[Data entries]
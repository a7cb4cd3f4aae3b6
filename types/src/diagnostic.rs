//! Diagnostics as reported by the worker.

use serde::{Deserialize, Serialize};

/// Category of a worker diagnostic.
///
/// Unknown categories decode as [`DiagnosticCategory::Message`], the
/// least severe level, so a newer worker never breaks diagnostic delivery.
#[derive(Debug, Clone, Copy, PartialEq, Eq, PartialOrd, Ord, Hash, Serialize, Deserialize)]
#[serde(rename_all = "lowercase")]
pub enum DiagnosticCategory {
    Error,
    Warning,
    Suggestion,
    #[serde(other)]
    Message,
}

impl DiagnosticCategory {
    /// Parse the worker's category string.
    ///
    /// Returns `None` for values the protocol does not define.
    #[must_use]
    pub fn from_wire(value: &str) -> Option<Self> {
        match value {
            "error" => Some(Self::Error),
            "warning" => Some(Self::Warning),
            "suggestion" => Some(Self::Suggestion),
            "message" => Some(Self::Message),
            _ => None,
        }
    }

    #[must_use]
    pub fn is_error(self) -> bool {
        self == Self::Error
    }

    #[must_use]
    pub fn label(self) -> &'static str {
        match self {
            Self::Error => "error",
            Self::Warning => "warning",
            Self::Suggestion => "suggestion",
            Self::Message => "message",
        }
    }
}

/// Which diagnostics pass produced a set of diagnostics.
#[derive(Debug, Clone, Copy, PartialEq, Eq, PartialOrd, Ord, Hash, Serialize, Deserialize)]
#[serde(rename_all = "lowercase")]
pub enum DiagnosticKind {
    Syntax,
    Semantic,
    Suggestion,
}

impl DiagnosticKind {
    pub const ALL: [Self; 3] = [Self::Syntax, Self::Semantic, Self::Suggestion];

    /// Event name the worker uses for this kind.
    #[must_use]
    pub fn event_name(self) -> &'static str {
        match self {
            Self::Syntax => "syntaxDiag",
            Self::Semantic => "semanticDiag",
            Self::Suggestion => "suggestionDiag",
        }
    }
}

/// 1-based line/offset position, as used on the wire.
#[derive(Debug, Clone, Copy, PartialEq, Eq, PartialOrd, Ord, Hash, Serialize, Deserialize)]
pub struct Location {
    pub line: u32,
    pub offset: u32,
}

/// A single diagnostic from the worker.
///
/// Fields the bridge does not interpret (related information, deprecation
/// markers...) are kept in `extra` and serialized back unchanged.
#[derive(Debug, Clone, PartialEq, Serialize, Deserialize)]
pub struct WorkerDiagnostic {
    start: Location,
    end: Location,
    text: String,
    #[serde(default, skip_serializing_if = "Option::is_none")]
    code: Option<u32>,
    category: DiagnosticCategory,
    #[serde(default, skip_serializing_if = "Option::is_none")]
    source: Option<String>,
    #[serde(flatten)]
    extra: serde_json::Map<String, serde_json::Value>,
}

impl WorkerDiagnostic {
    #[must_use]
    pub fn new(
        category: DiagnosticCategory,
        text: impl Into<String>,
        start: Location,
        end: Location,
        code: Option<u32>,
    ) -> Self {
        Self {
            start,
            end,
            text: text.into(),
            code,
            category,
            source: None,
            extra: serde_json::Map::new(),
        }
    }

    #[must_use]
    pub fn category(&self) -> DiagnosticCategory {
        self.category
    }

    #[must_use]
    pub fn text(&self) -> &str {
        &self.text
    }

    #[must_use]
    pub fn start(&self) -> Location {
        self.start
    }

    #[must_use]
    pub fn end(&self) -> Location {
        self.end
    }

    #[must_use]
    pub fn code(&self) -> Option<u32> {
        self.code
    }

    #[must_use]
    pub fn source(&self) -> Option<&str> {
        self.source.as_deref()
    }

    /// Uninterpreted wire fields.
    #[must_use]
    pub fn extra(&self) -> &serde_json::Map<String, serde_json::Value> {
        &self.extra
    }

    /// Format as `file:line:offset: category: [TScode] text`.
    #[must_use]
    pub fn display_with_file(&self, file: &str) -> String {
        let code = self.code.map(|c| format!("[TS{c}] ")).unwrap_or_default();
        format!(
            "{file}:{}:{}: {}: {code}{}",
            self.start.line,
            self.start.offset,
            self.category.label(),
            self.text,
        )
    }
}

- **EXERCISE PROMPT**: The entries above are to be output exactly as they appear.

- **TASK ANSWER**:
repository a7cb4cd3f4aae3b6
filename types/src/diagnostic.rs
//! Diagnostics as reported by the worker.

use serde::{Deserialize, Serialize};

/// Category of a worker diagnostic.
///
/// Unknown categories decode as [`DiagnosticCategory::Message`], the
/// least severe level, so a newer worker never breaks diagnostic delivery.
#[derive(Debug, Clone, Copy, PartialEq, Eq, PartialOrd, Ord, Hash, Serialize, Deserialize)]
#[serde(rename_all = "lowercase")]
pub enum DiagnosticCategory {
    Error,
    Warning,
    Suggestion,
    #[serde(other)]
    Message,
}

impl DiagnosticCategory {
    /// Parse the worker's category string.
    ///
    /// Returns `None` for values the protocol does not define.
    #[must_use]
    pub fn from_wire(value: &str) -> Option<Self> {
        match value {
            "error" => Some(Self::Error),
            "warning" => Some(Self::Warning),
            "suggestion" => Some(Self::Suggestion),
            "message" => Some(Self::Message),
            _ => None,
        }
    }

    #[must_use]
    pub fn is_error(self) -> bool {
        self == Self::Error
    }

    #[must_use]
    pub fn label(self) -> &'static str {
        match self {
            Self::Error => "error",
            Self::Warning => "warning",
            Self::Suggestion => "suggestion",
            Self::Message => "message",
        }
    }
}

/// Which diagnostics pass produced a set of diagnostics.
#[derive(Debug, Clone, Copy, PartialEq, Eq, PartialOrd, Ord, Hash, Serialize, Deserialize)]
#[serde(rename_all = "lowercase")]
pub enum DiagnosticKind {
    Syntax,
    Semantic,
    Suggestion,
}

impl DiagnosticKind {
    pub const ALL: [Self; 3] = [Self::Syntax, Self::Semantic, Self::Suggestion];

    /// Event name the worker uses for this kind.
    #[must_use]
    pub fn event_name(self) -> &'static str {
        match self {
            Self::Syntax => "syntaxDiag",
            Self::Semantic => "semanticDiag",
            Self::Suggestion => "suggestionDiag",
        }
    }
}

/// 1-based line/offset position, as used on the wire.
#[derive(Debug, Clone, Copy, PartialEq, Eq, PartialOrd, Ord, Hash, Serialize, Deserialize)]
pub struct Location {
    pub line: u32,
    pub offset: u32,
}

/// A single diagnostic from the worker.
///
/// Fields the bridge does not interpret (related information, deprecation
/// markers...) are kept in `extra` and serialized back unchanged.
#[derive(Debug, Clone, PartialEq, Serialize, Deserialize)]
pub struct WorkerDiagnostic {
    start: Location,
    end: Location,
    text: String,
    #[serde(default, skip_serializing_if = "Option::is_none")]
    code: Option<u32>,
    category: DiagnosticCategory,
    #[serde(default, skip_serializing_if = "Option::is_none")]
    source: Option<String>,
    #[serde(flatten)]
    extra: serde_json::Map<String, serde_json::Value>,
}

impl WorkerDiagnostic {
    #[must_use]
    pub fn new(
        category: DiagnosticCategory,
        text: impl Into<String>,
        start: Location,
        end: Location,
        code: Option<u32>,
    ) -> Self {
        Self {
            start,
            end,
            text: text.into(),
            code,
            category,
            source: None,
            extra: serde_json::Map::new(),
        }
    }

    #[must_use]
    pub fn category(&self) -> DiagnosticCategory {
        self.category
    }

    #[must_use]
    pub fn text(&self) -> &str {
        &self.text
    }

    #[must_use]
    pub fn start(&self) -> Location {
        self.start
    }

    #[must_use]
    pub fn end(&self) -> Location {
        self.end
    }

    #[must_use]
    pub fn code(&self) -> Option<u32> {
        self.code
    }

    #[must_use]
    pub fn source(&self) -> Option<&str> {
        self.source.as_deref()
    }

    /// Uninterpreted wire fields.
    #[must_use]
    pub fn extra(&self) -> &serde_json::Map<String, serde_json::Value> {
        &self.extra
    }

    /// Format as `file:line:offset: category: [TScode] text`.
    #[must_use]
    pub fn display_with_file(&self, file: &str) -> String {
        let code = self.code.map(|c| format!("[TS{c}] ")).unwrap_or_default();
        format!(
            "{file}:{}:{}: {}: {code}{}",
            self.start.line,
            self.start.offset,
            self.category.label(),
            self.text,
        )
    }
}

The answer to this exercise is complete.